Kelloway studied political science, international relations, and political economy at Carleton.

2 June 2026 Posted In:

Claire Kelloway ’16 co-authored a guest opinion essay for the New York Times with Sandeep Vaheesan titled, “This Is Why Your Groceries Are So Expensive.”

Prepare for sticker shock as summer barbecue season heats up: The price of beef is sizzlingly high. Grilled sirloin will cost more than $14 a pound, on average, according to the Bureau of Labor Statistics, up 20 percent since last year.

This month, President Trump considered, and then halted, a plan to reduce tariffs on beef from some nations, including Argentina, to bring prices down. But such moves would not be enough to fix the core problem: a highly concentrated sector that has controlled our meat supply for much of the past century. More than 45 percent of all U.S. cattle passed through just 11 meat processing plants in 2025, and the top four packers sold 80 to 85 percent of all domestic beef in 2024.

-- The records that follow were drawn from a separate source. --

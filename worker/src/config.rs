use crate::backoff::BackoffPolicy;
use crate::health_monitor::HealthMonitorConfig;
use crate::ingestion::AdmissionPolicy;
use crate::payment_processor::ProcessorClientConfig;
use crate::selector::HealthAwareConfig;
use crate::server::Listen;
use crate::worker_pool::WorkerPoolConfig;
use std::fmt;
use std::net::SocketAddr;
use std::path::PathBuf;
use std::str::FromStr;
use std::time::Duration;

#[derive(Debug)]
pub enum ConfigError {
    Missing(&'static str),
    Invalid { var: &'static str, value: String },
}

impl fmt::Display for ConfigError {
    fn fmt(&self, f: &mut fmt::Formatter<'_>) -> fmt::Result {
        match self {
            ConfigError::Missing(var) => write!(f, "missing required environment variable {}", var),
            ConfigError::Invalid { var, value } => {
                write!(f, "invalid value for {}: {:?}", var, value)
            }
        }
    }
}

impl std::error::Error for ConfigError {}

#[derive(Debug, Clone, Copy, PartialEq, Eq)]
pub enum SelectorKind {
    Static,
    HealthAware,
}

impl FromStr for SelectorKind {
    type Err = ();

    fn from_str(s: &str) -> Result<Self, Self::Err> {
        match s.to_ascii_lowercase().as_str() {
            "static" | "default" => Ok(SelectorKind::Static),
            "health" | "health-aware" => Ok(SelectorKind::HealthAware),
            _ => Err(()),
        }
    }
}

#[derive(Debug, Clone)]
pub struct WorkerConfig {
    pub listen: Listen,
    pub postgres_url: String,
    pub db_pool_size: usize,
    pub processors: ProcessorClientConfig,
    pub pool: WorkerPoolConfig,
    pub queue_capacity: usize,
    pub admission: AdmissionPolicy,
    pub selector: SelectorKind,
    pub health_aware: HealthAwareConfig,
    /// `None` disables health probing.
    pub health_monitor: Option<HealthMonitorConfig>,
    pub ledger_buffer: usize,
    pub ledger_batch_size: usize,
    pub reset_ledger_on_start: bool,
    pub shutdown_grace: Duration,
}

impl WorkerConfig {
    pub fn from_env() -> Result<Self, ConfigError> {
        Self::from_lookup(|name| std::env::var(name).ok())
    }

    pub fn from_lookup<F>(lookup: F) -> Result<Self, ConfigError>
    where
        F: Fn(&str) -> Option<String>,
    {
        let env = Env { lookup };

        let listen = match env.get("LISTEN_PATH") {
            Some(path) => Listen::Unix(PathBuf::from(path)),
            None => Listen::Tcp(env.parse_or::<SocketAddr>("LISTEN_ADDR", ([0, 0, 0, 0], 9999).into())?),
        };

        let defaults = WorkerPoolConfig::default();
        let backoff = BackoffPolicy {
            base: env.millis_or("RETRY_BASE_MS", 1_000)?,
            cap: env.millis_or("RETRY_CAP_MS", 30_000)?,
            jitter_fraction: env.parse_or("RETRY_JITTER", 0.1)?,
            max_attempts: env.parse_or("MAX_ATTEMPTS", 10)?,
        };
        if !(0.0..=1.0).contains(&backoff.jitter_fraction) {
            return Err(env.invalid("RETRY_JITTER"));
        }
        if backoff.max_attempts == 0 {
            return Err(env.invalid("MAX_ATTEMPTS"));
        }

        let pool = WorkerPoolConfig {
            num_workers: env.positive_or("NUM_WORKERS", defaults.num_workers)?,
            retry_workers: env.positive_or("RETRY_WORKERS", defaults.retry_workers)?,
            max_concurrency: env.positive_or("MAX_CONCURRENCY", defaults.max_concurrency)?,
            request_timeout: env.millis_or("HTTP_TIMEOUT_MS", 3_000)?,
            backoff,
        };

        let admission = match env.parse_or::<u64>("ADMISSION_TIMEOUT_MS", 0)? {
            0 => AdmissionPolicy::RejectWhenFull,
            ms => AdmissionPolicy::WaitForSpace(Duration::from_millis(ms)),
        };

        let probe_interval = env.millis_or("HEALTH_PROBE_INTERVAL_MS", 5_000)?;
        let health_monitor = (!probe_interval.is_zero()).then_some(HealthMonitorConfig {
            interval: probe_interval,
            probe_timeout: pool.request_timeout,
            max_acceptable_response_time: env.millis_or("MAX_ACCEPTABLE_RESPONSE_MS", 50)?,
        });

        Ok(Self {
            listen,
            postgres_url: env.require("POSTGRES_URL")?,
            db_pool_size: env.positive_or("DB_POOL_SIZE", 8)?,
            processors: ProcessorClientConfig {
                default_url: env.require("DEFAULT_PROCESSOR_URL")?,
                fallback_url: env.require("FALLBACK_PROCESSOR_URL")?,
                connect_timeout: env.millis_or("CONNECT_TIMEOUT_MS", 2_000)?,
                pool_max_idle_per_host: env.parse_or("POOL_MAX_IDLE_PER_HOST", 50)?,
                pool_idle_timeout: Duration::from_secs(env.parse_or("POOL_IDLE_TIMEOUT_SECS", 120)?),
            },
            pool,
            queue_capacity: env.positive_or("QUEUE_CAPACITY", 10_000)?,
            admission,
            selector: env.parse_or("SELECTOR", SelectorKind::HealthAware)?,
            health_aware: HealthAwareConfig {
                failure_threshold: env.positive_or("FAILURE_THRESHOLD", 3)?,
                cooldown: env.millis_or("FAILOVER_COOLDOWN_MS", 5_000)?,
            },
            health_monitor,
            ledger_buffer: env.positive_or("LEDGER_BUFFER", 16 * 1024)?,
            ledger_batch_size: env.positive_or("LEDGER_BATCH_SIZE", 256)?,
            reset_ledger_on_start: env.parse_or("LEDGER_RESET_ON_START", false)?,
            shutdown_grace: env.millis_or("SHUTDOWN_GRACE_MS", 5_000)?,
        })
    }
}

struct Env<F> {
    lookup: F,
}

impl<F> Env<F>
where
    F: Fn(&str) -> Option<String>,
{
    fn get(&self, name: &str) -> Option<String> {
        (self.lookup)(name).filter(|v| !v.trim().is_empty())
    }

    fn require(&self, name: &'static str) -> Result<String, ConfigError> {
        self.get(name).ok_or(ConfigError::Missing(name))
    }

    fn invalid(&self, name: &'static str) -> ConfigError {
        ConfigError::Invalid {
            var: name,
            value: self.get(name).unwrap_or_default(),
        }
    }

    fn parse_or<T: FromStr>(&self, name: &'static str, default: T) -> Result<T, ConfigError> {
        match self.get(name) {
            None => Ok(default),
            Some(raw) => raw.trim().parse().map_err(|_| ConfigError::Invalid {
                var: name,
                value: raw,
            }),
        }
    }

    fn positive_or<T>(&self, name: &'static str, default: T) -> Result<T, ConfigError>
    where
        T: FromStr + PartialOrd + Default,
    {
        let value = self.parse_or(name, default)?;
        if value <= T::default() {
            return Err(self.invalid(name));
        }
        Ok(value)
    }

    fn millis_or(&self, name: &'static str, default_ms: u64) -> Result<Duration, ConfigError> {
        self.parse_or(name, default_ms).map(Duration::from_millis)
    }
}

In March, Senator Chuck Schumer, the minority leader, introduced a bill to break up dominant beef-packing corporations, which include JBS, Tyson Foods, Cargill and National Beef. The Trump administration, which has otherwise been allergic to regulatory enforcement against big corporations, recently announced investigations into beef packers as well as egg processors, which raised prices sharply during the avian flu outbreak, for possible antitrust violations.

But those investigations will matter only if regulators follow up on their findings with aggressive legal actions. Mr. Schumer’s bill is the kind of structural solution, with potential bipartisan appeal, that has been in short supply.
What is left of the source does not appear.